Halee Kirkwood is a poet, teaching artist, and bookseller living in Minneapolis. Kirkwood earned their MFA from Hamline University. They are an inaugural Indigenous Nations Poets (In-Na-Po) fellow, a Loft Mentor Series Fellow, a recipient of a Minnesota State Arts Board grant, and a recent artist-in-residence at the Anderson Center in Red Wing, MN. Kirkwood is the winner of the 2022 James Welch Prize for Indigenous Artists, published with Poetry Northwest. Their work can be found in Poetry Magazine, Poem-A-Day, Water~Stone Review, and elsewhere. Kirkwood is the faculty editor of Runestone Journal, a national undergraduate literary annual. Originally from Superior, Wisconsin, they are a direct descendant of the Fond du Lac Band of Lake Superior Ojibwe.
FELLOWSHIP STATEMENT
My primary concern as a writer is to radically redefine nature and place-based poetry. Rather than poetry that presents a static, passive portrait of nature and place, I am invested in writing that embodies living ecologies and histories, poetry that necessitates deep attention, specificity, humility, justice, and action. I am currently focused on two landscapes in my work that I plan to continue work on during my fellowship period. First, I plan to continue my poetry manuscript-in-progress on collisions of class within manufactured ecologies, braiding my experience as a life-long retail worker from a low-income background with a sense of scientific observation.
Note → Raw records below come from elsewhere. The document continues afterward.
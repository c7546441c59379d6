//! JSON GET requests with content-type validation.

use std::sync::Arc;

use async_trait::async_trait;
use reqwest::Url;
use reqwest::cookie::Jar;
use reqwest::header::{ACCEPT, CONTENT_TYPE};
use serde::de::DeserializeOwned;
use thiserror::Error;

pub const JSON_MEDIA_TYPE: &str = "application/json";

/// Number of body characters kept in a [`FetchError::ProtocolMismatch`].
const SNIPPET_CHARS: usize = 80;

#[derive(Debug, Error)]
pub enum FetchError {
    /// The server answered with something other than JSON, typically an HTML
    /// error or login page.
    #[error("Expected JSON, got: {content_type}. First chars: {snippet}")]
    ProtocolMismatch {
        content_type: String,
        snippet: String,
    },

    #[error("HTTP {0}")]
    HttpStatus(u16),

    #[error("Invalid JSON payload: {0}")]
    Decode(#[from] serde_json::Error),

    #[error("Transport error: {0}")]
    Transport(String),
}

impl From<reqwest::Error> for FetchError {
    fn from(error: reqwest::Error) -> Self {
        FetchError::Transport(error.to_string())
    }
}

/// Response as seen by [`JsonFetcher`], before any validation.
#[derive(Debug, Clone, PartialEq, Eq)]
pub struct RawResponse {
    pub status: u16,
    pub content_type: Option<String>,
    pub body: String,
}

impl RawResponse {
    pub fn new(status: u16, content_type: Option<&str>, body: impl Into<String>) -> Self {
        Self {
            status,
            content_type: content_type.map(str::to_owned),
            body: body.into(),
        }
    }

    /// `200 OK` with a JSON body.
    pub fn json(body: impl Into<String>) -> Self {
        Self::new(200, Some(JSON_MEDIA_TYPE), body)
    }

    pub fn is_success(&self) -> bool {
        (200..300).contains(&self.status)
    }
}

/// Network seam used by [`JsonFetcher`].
#[async_trait]
pub trait HttpTransport: Send + Sync {
    /// Performs a same-origin GET of `url` sending the given `Accept` header.
    ///
    /// Any HTTP status is a successful transport outcome; only failures to
    /// obtain a response are errors.
    async fn get(&self, url: &str, accept: &str) -> Result<RawResponse, FetchError>;
}

/// Validates a response and decodes its JSON body.
///
/// The content type is checked before the status, so a non-JSON error page is
/// reported as [`FetchError::ProtocolMismatch`] whatever its status.
pub fn decode_response<D: DeserializeOwned>(response: RawResponse) -> Result<D, FetchError> {
    let success = response.is_success();
    let content_type = response.content_type.unwrap_or_default();

    if !content_type.contains(JSON_MEDIA_TYPE) {
        return Err(FetchError::ProtocolMismatch {
            content_type,
            snippet: response.body.chars().take(SNIPPET_CHARS).collect(),
        });
    }

    if !success {
        return Err(FetchError::HttpStatus(response.status));
    }

    Ok(serde_json::from_str(&response.body)?)
}

/// Fetches and decodes JSON documents through an [`HttpTransport`].
#[derive(Clone)]
pub struct JsonFetcher {
    transport: Arc<dyn HttpTransport>,
}

impl JsonFetcher {
    pub fn new(transport: Arc<dyn HttpTransport>) -> Self {
        Self { transport }
    }

    pub async fn fetch_json<D: DeserializeOwned>(&self, url: &str) -> Result<D, FetchError> {
        let response = self.transport.get(url, JSON_MEDIA_TYPE).await?;
        decode_response(response)
    }
}

/// [`HttpTransport`] over `reqwest`, bound to a single origin.
///
/// Relative URLs are resolved against the base URL and requests to any other
/// origin are refused. Cookies set by that origin are kept and sent back, which
/// carries the session.
pub struct ReqwestTransport {
    client: reqwest::Client,
    base_url: Url,
    cookies: Arc<Jar>,
}

impl ReqwestTransport {
    pub fn new(base_url: &str) -> Result<Self, FetchError> {
        let base_url = Url::parse(base_url)
            .map_err(|e| FetchError::Transport(format!("invalid base url {base_url}: {e}")))?;
        let cookies = Arc::new(Jar::default());

        let client = reqwest::Client::builder()
            .cookie_provider(Arc::clone(&cookies))
            .build()?;

        Ok(Self {
            client,
            base_url,
            cookies,
        })
    }

    /// Stores a `name=value` cookie for the bound origin.
    pub fn add_cookie(&self, cookie: &str) {
        self.cookies.add_cookie_str(cookie, &self.base_url);
    }

    pub fn base_url(&self) -> &Url {
        &self.base_url
    }

    fn resolve(&self, url: &str) -> Result<Url, FetchError> {
        let resolved = self
            .base_url
            .join(url)
            .map_err(|e| FetchError::Transport(format!("invalid url {url}: {e}")))?;

        if resolved.origin() != self.base_url.origin() {
            return Err(FetchError::Transport(format!(
                "refusing cross-origin request to {resolved}"
            )));
        }

        Ok(resolved)
    }
}

#[async_trait]
impl HttpTransport for ReqwestTransport {
    async fn get(&self, url: &str, accept: &str) -> Result<RawResponse, FetchError> {
        let url = self.resolve(url)?;
        log::debug!("GET {url}");

        let response = self.client.get(url).header(ACCEPT, accept).send().await?;

        let status = response.status().as_u16();
        let content_type = response
            .headers()
            .get(CONTENT_TYPE)
            .and_then(|value| value.to_str().ok())
            .map(str::to_owned);
        let body = response.text().await?;

        Ok(RawResponse {
            status,
            content_type,
            body,
        })
    }
}

#[cfg(test)]
mod tests {
    use serde_json::Value;

    use super::*;
    use crate::dto::api::{ClientRecord, SearchResult};

    struct StaticTransport(RawResponse);

    #[async_trait]
    impl HttpTransport for StaticTransport {
        async fn get(&self, _url: &str, accept: &str) -> Result<RawResponse, FetchError> {
            assert_eq!(accept, JSON_MEDIA_TYPE);
            Ok(self.0.clone())
        }
    }

    fn fetcher(response: RawResponse) -> JsonFetcher {
        JsonFetcher::new(Arc::new(StaticTransport(response)))
    }

    #[tokio::test]
    async fn html_ok_response_is_protocol_mismatch() {
        let body = format!("<!doctype html><html>{}</html>", "x".repeat(200));
        let result = fetcher(RawResponse::new(200, Some("text/html; charset=utf-8"), body))
            .fetch_json::<Value>("/api/clients?q=")
            .await;

        match result {
            Err(FetchError::ProtocolMismatch {
                content_type,
                snippet,
            }) => {
                assert_eq!(content_type, "text/html; charset=utf-8");
                assert_eq!(snippet.chars().count(), 80);
                assert!(snippet.starts_with("<!doctype html>"));
            }
            other => panic!("expected protocol mismatch, got {other:?}"),
        }
    }

    #[tokio::test]
    async fn html_error_page_is_protocol_mismatch_not_status() {
        let result = fetcher(RawResponse::new(500, Some("text/html"), "<h1>boom</h1>"))
            .fetch_json::<Value>("/api/clients?q=")
            .await;

        assert!(matches!(result, Err(FetchError::ProtocolMismatch { .. })));
    }

    #[tokio::test]
    async fn json_server_error_is_http_status() {
        let result = fetcher(RawResponse::new(
            500,
            Some("application/json"),
            r#"{"error":"db"}"#,
        ))
        .fetch_json::<Value>("/api/clients?q=")
        .await;

        assert!(matches!(result, Err(FetchError::HttpStatus(500))));
    }

    #[tokio::test]
    async fn missing_content_type_is_protocol_mismatch() {
        let result = fetcher(RawResponse::new(200, None, "{}"))
            .fetch_json::<Value>("/api/clients?q=")
            .await;

        assert!(matches!(
            result,
            Err(FetchError::ProtocolMismatch { ref content_type, .. }) if content_type.is_empty()
        ));
    }

    #[tokio::test]
    async fn malformed_json_is_decode_error() {
        let result = fetcher(RawResponse::json("{\"results\": ["))
            .fetch_json::<Value>("/api/clients?q=")
            .await;

        assert!(matches!(result, Err(FetchError::Decode(_))));
    }

    #[tokio::test]
    async fn json_with_charset_decodes() {
        let value: Value = fetcher(RawResponse::new(
            200,
            Some("application/json; charset=utf-8"),
            r#"{"results": []}"#,
        ))
        .fetch_json("/api/projects?q=")
        .await
        .unwrap();

        assert_eq!(value["results"], Value::Array(vec![]));
    }

    #[test]
    fn null_results_decode_as_empty_list() {
        let decoded: SearchResult<ClientRecord> =
            decode_response(RawResponse::json(r#"{"results": null}"#)).unwrap();
        assert!(decoded.results.is_empty());
    }

    #[test]
    fn snippet_counts_characters_not_bytes() {
        let body = "é".repeat(100);
        let err = decode_response::<Value>(RawResponse::new(200, Some("text/plain"), body))
            .unwrap_err();
        match err {
            FetchError::ProtocolMismatch { snippet, .. } => assert_eq!(snippet.chars().count(), 80),
            other => panic!("unexpected error {other:?}"),
        }
    }

    #[test]
    fn transport_resolves_relative_urls_on_its_origin() {
        let transport = ReqwestTransport::new("http://localhost:8080").unwrap();
        let url = transport.resolve("/api/clients?q=ac").unwrap();
        assert_eq!(url.as_str(), "http://localhost:8080/api/clients?q=ac");
    }

    #[test]
    fn transport_refuses_other_origins() {
        let transport = ReqwestTransport::new("http://localhost:8080").unwrap();
        let result = transport.resolve("https://example.com/api/clients");
        assert!(matches!(result, Err(FetchError::Transport(_))));
    }
}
Second, I plan on advancing my writing on the Lake Superior region by beginning a lyric essay manuscript, tracing the Ojibwe migration path along the shores of the Great Lakes and St. Lawrence river areas. Through this nascent project, I want to explore what it means to be a mixed white & Ojibwe traveler through prose, inviting in periods of research, interview, and lyric immersion.